What if you lose your private key or someone else has it?
Because your private key is your account, losing your key means losing your account.
Even worse, if someone else has your private key they also have your account... and all the tokens it contains. And there is nothing you can do about it!
Hundreds of millions of dollars, if not billions, have already been lost or stolen because of a loss or theft of private keys.
Sure, you can use a hardware wallet, write your private key on a piece of metal, and store it in a safe. This was ok for the early adopters of the technology. But do we really believe that this experience can scale to billions more users?
What if you want to use a different signing scheme than ECDSA, or use a different elliptic curve? We know that quantum computers are coming and can break ECDSA.
Can we do better?
Yes, we can. And it’s simple to understand.
Let’s decouple the object holding your tokens (the account) from the object authorized to move these tokens (the signer).
How do you do that?
Turn accounts into smart contracts with their own logic to define what a valid transaction is. The only requirement is that they comply with a specific interface with methods to validate and execute transactions.
In computer science lingo we say that the account has been abstracted, hence the term: account abstraction.
And we can immediately see why it's so powerful. It’s no longer one-account-fits-all-use-cases. Instead, each user can have an account that is adapted to their needs.
- Do you want to use a different signing scheme than ECDSA? No problem, you can write an account for that.
- Do you want to use multiple keys to authorize transactions? No problem, you can write an account for that.
- Do you want to change the signer of your account every week?
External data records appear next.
use std::path::Path;

use futures_util::StreamExt;
use runbake_verify::{Hasher, Sha256Digest, Sha256Hasher};
use tokio::io::AsyncWriteExt;
use tracing::{debug, info, warn};

use crate::core::{is_success, retry_delay};
use crate::data::{FetchOptions, FetchPhase, Progress};
use crate::effects::http::HttpClient;
use crate::error::{FetchError, Result};

/// What a call to [`Fetcher::fetch`] did.
#[derive(Debug, Clone, PartialEq, Eq)]
pub enum FetchOutcome {
    /// The destination already held a usable archive; no request was made.
    Cached,
    Downloaded { bytes: u64, digest: Sha256Digest },
}

/// Downloads a URL to a file, reusing a previous download when it is intact.
pub struct Fetcher<C: HttpClient> {
    client: C,
}

impl<C: HttpClient> Fetcher<C> {
    pub fn new(client: C) -> Self {
        Self { client }
    }

    pub fn client(&self) -> &C {
        &self.client
    }

    /// Make sure `destination` holds the body of `url`.
    ///
    /// An existing destination file is reused without network access unless
    /// its recorded digest or the pinned checksum says it is damaged, in which
    /// case it is discarded and fetched again.
    pub async fn fetch(
        &self,
        url: &str,
        destination: &Path,
        options: &FetchOptions,
    ) -> Result<FetchOutcome> {
        let dest_dir = match destination.parent() {
            Some(p) if !p.as_os_str().is_empty() => p,
            _ => Path::new("."),
        };
        runbake_fs::ensure_dir(dest_dir)?;

        if destination.exists() {
            if cached_is_usable(destination, options)? {
                debug!(path = %destination.display(), "reusing cached archive");
                return Ok(FetchOutcome::Cached);
            }
            discard(destination)?;
        }

        info!(url, "downloading");
        let mut retry_count = 0;
        loop {
            match self
                .download_once(url, dest_dir, destination, options, retry_count)
                .await
            {
                Ok(outcome) => return Ok(outcome),
                Err(e) if e.is_retryable() && retry_count < options.max_retries => {
                    let delay = retry_delay(retry_count, options.retry_backoff);
                    warn!(url, error = %e, attempt = retry_count + 1, ?delay, "download failed, retrying");
                    tokio::time::sleep(delay).await;
                    retry_count += 1;
                }
                Err(e) if e.is_retryable() => {
                    return Err(FetchError::MaxRetriesExceeded {
                        count: retry_count + 1,
                        last: Box::new(e),
                    });
                }
                Err(e) => return Err(e),
            }
        }
    }

    async fn download_once(
        &self,
        url: &str,
        dest_dir: &Path,
        destination: &Path,
        options: &FetchOptions,
        retry_count: u32,
    ) -> Result<FetchOutcome> {
        let mut progress = Progress {
            phase: FetchPhase::Connecting,
            bytes_downloaded: 0,
            total_bytes: None,
            retry_count,
        };
        report(options, &progress);

        let network = |e: C::Error| FetchError::Network {
            url: url.to_string(),
            message: e.to_string(),
        };

        let response = self.client.get(url, &options.headers).await.map_err(network)?;
        if !is_success(response.status) {
            return Err(FetchError::Http {
                url: url.to_string(),
                status: response.status,
            });
        }
        progress.total_bytes = response.content_length;

        let staging = tempfile::Builder::new()
            .prefix(".download-")
            .tempfile_in(dest_dir)
            .map_err(|e| FetchError::Io {
                path: dest_dir.to_path_buf(),
                source: e,
            })?;
        let (file, staging_path) = staging.into_parts();
        let write_err = |e| FetchError::Io {
            path: staging_path.to_path_buf(),
            source: e,
        };
        let mut file = tokio::fs::File::from_std(file);
        let mut hasher = Sha256Hasher::new();

        progress.phase = FetchPhase::Downloading;
        report(options, &progress);

        let mut body = response.body;
        while let Some(chunk) = body.next().await {
            let chunk = chunk.map_err(network)?;
            hasher.update(&chunk);
            file.write_all(&chunk).await.map_err(write_err)?;
            progress.bytes_downloaded += chunk.len() as u64;
            report(options, &progress);
        }
        file.flush().await.map_err(write_err)?;
        file.sync_all().await.map_err(write_err)?;
        drop(file);

        progress.phase = FetchPhase::Verifying;
        report(options, &progress);

        let digest = Sha256Digest::try_from(hasher.finalize())?;
        if let Some(expected) = &options.checksum {
            if expected != &digest {
                return Err(FetchError::ChecksumMismatch {
                    expected: expected.to_hex(),
                    actual: digest.to_hex(),
                });
            }
        }

        progress.phase = FetchPhase::Committing;
        report(options, &progress);

        staging_path.persist(destination).map_err(|e| FetchError::Io {
            path: destination.to_path_buf(),
            source: e.error,
        })?;
        runbake_verify::write_sidecar(destination, &digest)?;

        progress.phase = FetchPhase::Completed;
        report(options, &progress);

        info!(path = %destination.display(), bytes = progress.bytes_downloaded, sha256 = %digest, "download complete");
        Ok(FetchOutcome::Downloaded {
            bytes: progress.bytes_downloaded,
            digest,
        })
    }
}

fn report(options: &FetchOptions, progress: &Progress) {
    if let Some(callback) = &options.on_progress {
        callback(progress);
    }
}

/// An archive with no recorded digest and no pinned checksum is trusted as-is.
fn cached_is_usable(path: &Path, options: &FetchOptions) -> Result<bool> {
    let recorded = runbake_verify::read_sidecar(path).unwrap_or_else(|e| {
        warn!(path = %path.display(), error = %e, "ignoring unreadable digest sidecar");
        None
    });
    if recorded.is_none() && options.checksum.is_none() {
        return Ok(true);
    }

    let actual = runbake_verify::digest_file(path)?;
    if let Some(recorded) = recorded {
        if recorded != actual {
            warn!(path = %path.display(), expected = %recorded, actual = %actual, "cached archive is corrupt");
            return Ok(false);
        }
    }
    if let Some(expected) = &options.checksum {
        if expected != &actual {
            warn!(path = %path.display(), expected = %expected, actual = %actual, "cached archive does not match pinned checksum");
            return Ok(false);
        }
    }
    Ok(true)
}

fn discard(path: &Path) -> Result<()> {
    for p in [path.to_path_buf(), runbake_verify::sidecar_path(path)] {
        match std::fs::remove_file(&p) {
            Ok(()) => {}
            Err(e) if e.kind() == std::io::ErrorKind::NotFound => {}
            Err(e) => return Err(FetchError::Io { path: p, source: e }),
        }
    }
    Ok(())
}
No problem, you can write an account for that.
The possibilities are endless and I’m looking forward to seeing what new use cases will emerge on chains that support account abstraction such as StarkNet and zkSync 2.0.
In part 2 of this series, I will discuss some concrete examples of features that are uniquely enabled by account abstraction and show why we believe at Argent that they are a game-changer for the adoption of blockchain technology.